E in cuor suo Thrower capì di essere minuscolo e insignificante in confronto a quell’essere glorioso che scintillava di mille colori diversi, che risplendeva di fuoco interiore, che respirava l’oscurità per esalare luce. Io Ti adoro! gridò dentro di sé. Tu sei tutto ciò che desidero! Baciami col Tuo amore, affinché io possa gustare la Tua gloria!

All’improvviso il Messo si arrestò, e le immense fauci si avvicinarono a lui. Non per divorarlo, perché Thrower sapeva di esserne indegno. Il pastore scorgeva adesso la terribile condizione dell’uomo: capì di trovarsi sospeso sull’abisso infernale come un ragno aggrappato a un filo sottilissimo, e l’unico motivo per cui Dio non lo faceva cadere era perché non lo riteneva degno nemmeno della distruzione. Dio non lo odiava, ma lo disprezzava per la sua viltà.

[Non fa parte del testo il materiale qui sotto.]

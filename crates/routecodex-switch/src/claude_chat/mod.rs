//! Anthropic Messages ↔ OpenAI Chat Completions.

pub mod request;
pub mod response;
pub mod stream;

use serde_json::Value;

/// Anthropic stop reason for an OpenAI finish reason.
pub(crate) fn stop_reason_from_finish(finish: Option<&str>) -> &'static str {
    match finish {
        Some("length") => "max_tokens",
        Some("tool_calls") | Some("function_call") => "tool_use",
        Some("content_filter") => "refusal",
        _ => "end_turn",
    }
}

/// OpenAI finish reason for an Anthropic stop reason.
pub(crate) fn finish_reason_from_stop(stop: Option<&str>) -> &'static str {
    match stop {
        Some("max_tokens") => "length",
        Some("tool_use") => "tool_calls",
        Some("refusal") => "content_filter",
        _ => "stop",
    }
}

/// Parse a tool-call arguments string into the object Anthropic expects as
/// `input`. Non-object parses are preserved under a raw key rather than
/// silently dropped.
pub(crate) fn arguments_to_input(arguments: &str) -> Value {
    match serde_json::from_str::<Value>(arguments) {
        Ok(value @ Value::Object(_)) => value,
        Ok(Value::Null) => Value::Object(serde_json::Map::new()),
        Ok(other) => serde_json::json!({ "value": other }),
        Err(_) => {
            if arguments.trim().is_empty() {
                Value::Object(serde_json::Map::new())
            } else {
                serde_json::json!({ "raw": arguments })
            }
        }
    }
}
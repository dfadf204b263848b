//! OpenAI Responses wire shapes, including the tool-output continuation
//! endpoint (`submit_tool_outputs`) and the named stream events.

use serde::{Deserialize, Serialize};
use serde_json::{Map, Value, json};

use crate::sse::SseEvent;

#[derive(Debug, Clone, PartialEq, Serialize, Deserialize)]
pub struct ResponsesRequest {
    pub model: String,
    /// A string or an array of input items (messages, function_call_output, ...).
    pub input: Value,
    #[serde(skip_serializing_if = "Option::is_none")]
    pub instructions: Option<String>,
    #[serde(skip_serializing_if = "Option::is_none")]
    pub tools: Option<Vec<Value>>,
    #[serde(skip_serializing_if = "Option::is_none")]
    pub tool_choice: Option<Value>,
    #[serde(skip_serializing_if = "Option::is_none")]
    pub stream: Option<bool>,
    #[serde(skip_serializing_if = "Option::is_none")]
    pub max_output_tokens: Option<u64>,
    #[serde(skip_serializing_if = "Option::is_none")]
    pub temperature: Option<f64>,
    #[serde(skip_serializing_if = "Option::is_none")]
    pub top_p: Option<f64>,
    #[serde(skip_serializing_if = "Option::is_none")]
    pub previous_response_id: Option<String>,
    #[serde(flatten)]
    pub extra: Map<String, Value>,
}

impl ResponsesRequest {
    pub fn is_stream(&self) -> bool {
        self.stream.unwrap_or(false)
    }

    /// Input items as a slice; a bare string input is a single user message.
    pub fn input_items(&self) -> Vec<Value> {
        match &self.input {
            Value::String(text) => vec![json!({
                "type": "message",
                "role": "user",
                "content": [{"type": "input_text", "text": text}],
            })],
            Value::Array(items) => items.clone(),
            _ => Vec::new(),
        }
    }
}

#[derive(Debug, Clone, PartialEq, Serialize, Deserialize)]
pub struct ResponseToolCall {
    pub id: String,
    #[serde(rename = "type", default = "function_type")]
    pub kind: String,
    pub function: ResponseToolCallFunction,
}

#[derive(Debug, Clone, PartialEq, Serialize, Deserialize)]
pub struct ResponseToolCallFunction {
    pub name: String,
    pub arguments: String,
}

fn function_type() -> String {
    "function".to_string()
}

/// `status: requires_action` payload: the calls the client must execute and
/// submit back before the response can complete.
#[derive(Debug, Clone, PartialEq, Serialize, Deserialize)]
pub struct RequiredAction {
    #[serde(rename = "type", default = "submit_tool_outputs_type")]
    pub kind: String,
    pub submit_tool_outputs: SubmitToolOutputsAction,
}

#[derive(Debug, Clone, PartialEq, Serialize, Deserialize)]
pub struct SubmitToolOutputsAction {
    pub tool_calls: Vec<ResponseToolCall>,
}

fn submit_tool_outputs_type() -> String {
    "submit_tool_outputs".to_string()
}

#[derive(Debug, Clone, PartialEq, Serialize, Deserialize)]
pub struct ResponsesResponse {
    pub id: String,
    #[serde(default = "response_object")]
    pub object: String,
    #[serde(default)]
    pub created_at: i64,
    /// `completed`, `requires_action`, `in_progress`, `failed`, ...
    pub status: String,
    pub model: String,
    #[serde(default)]
    pub output: Vec<Value>,
    #[serde(skip_serializing_if = "Option::is_none")]
    pub required_action: Option<RequiredAction>,
    #[serde(skip_serializing_if = "Option::is_none")]
    pub usage: Option<Value>,
    #[serde(skip_serializing_if = "Option::is_none")]
    pub error: Option<Value>,
    #[serde(flatten)]
    pub extra: Map<String, Value>,
}

fn response_object() -> String {
    "response".to_string()
}

impl ResponsesResponse {
    /// Concatenated text of all `output_text` parts across message items.
    pub fn output_text(&self) -> String {
        let mut out = String::new();
        for item in &self.output {
            if item.get("type").and_then(Value::as_str) != Some("message") {
                continue;
            }
            let Some(parts) = item.get("content").and_then(Value::as_array) else {
                continue;
            };
            for part in parts {
                if part.get("type").and_then(Value::as_str) == Some("output_text")
                    && let Some(text) = part.get("text").and_then(Value::as_str)
                {
                    out.push_str(text);
                }
            }
        }
        out
    }
}

#[derive(Debug, Clone, PartialEq, Serialize, Deserialize)]
pub struct ToolOutput {
    pub tool_call_id: String,
    pub output: String,
}

/// Body of `POST /v1/responses/{id}/submit_tool_outputs`.
#[derive(Debug, Clone, PartialEq, Serialize, Deserialize)]
pub struct SubmitToolOutputsRequest {
    pub tool_outputs: Vec<ToolOutput>,
    #[serde(skip_serializing_if = "Option::is_none")]
    pub stream: Option<bool>,
    #[serde(flatten)]
    pub extra: Map<String, Value>,
}

/// Stream event names the gateway emits and recognizes.
pub mod events {
    pub const CREATED: &str = "response.created";
    pub const IN_PROGRESS: &str = "response.in_progress";
    pub const OUTPUT_ITEM_ADDED: &str = "response.output_item.added";
    pub const OUTPUT_TEXT_DELTA: &str = "response.output_text.delta";
    pub const OUTPUT_ITEM_DONE: &str = "response.output_item.done";
    pub const FUNCTION_ARGS_DELTA: &str = "response.function_call_arguments.delta";
    pub const REQUIRED_ACTION: &str = "response.required_action";
    pub const COMPLETED: &str = "response.completed";
    pub const FAILED: &str = "response.failed";
}

/// Build a named Responses stream event with a JSON payload.
pub fn stream_event(name: &str, data: &Value) -> SseEvent {
    SseEvent::named(name, data.to_string())
}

Thrower guardò il Messo negli occhi e perse ogni speranza. Perché non vi scorse né amore né perdono né ira né disprezzo. Quegli occhi erano completamente vuoti. Le squame rifrangevano il bagliore accecante d’un fuoco interiore. Ma, negli occhi, non v’era traccia di quel fuoco. E neanche erano neri. Semplicemente non c’erano, c’era soltanto un vuoto spaventoso che vibrava, che non voleva restare immobile, e Thrower capì che quello era il suo riflesso, capì di non essere nulla, che continuare a esistere sarebbe stato un ignobile spreco di spazio prezioso, che l’unica possibilità rimastagli era l’annullamento, la completa distruzione, così da restituire al mondo quella gloria che avrebbe posseduto se Philadelphia Thrower non avesse mai visto la luce.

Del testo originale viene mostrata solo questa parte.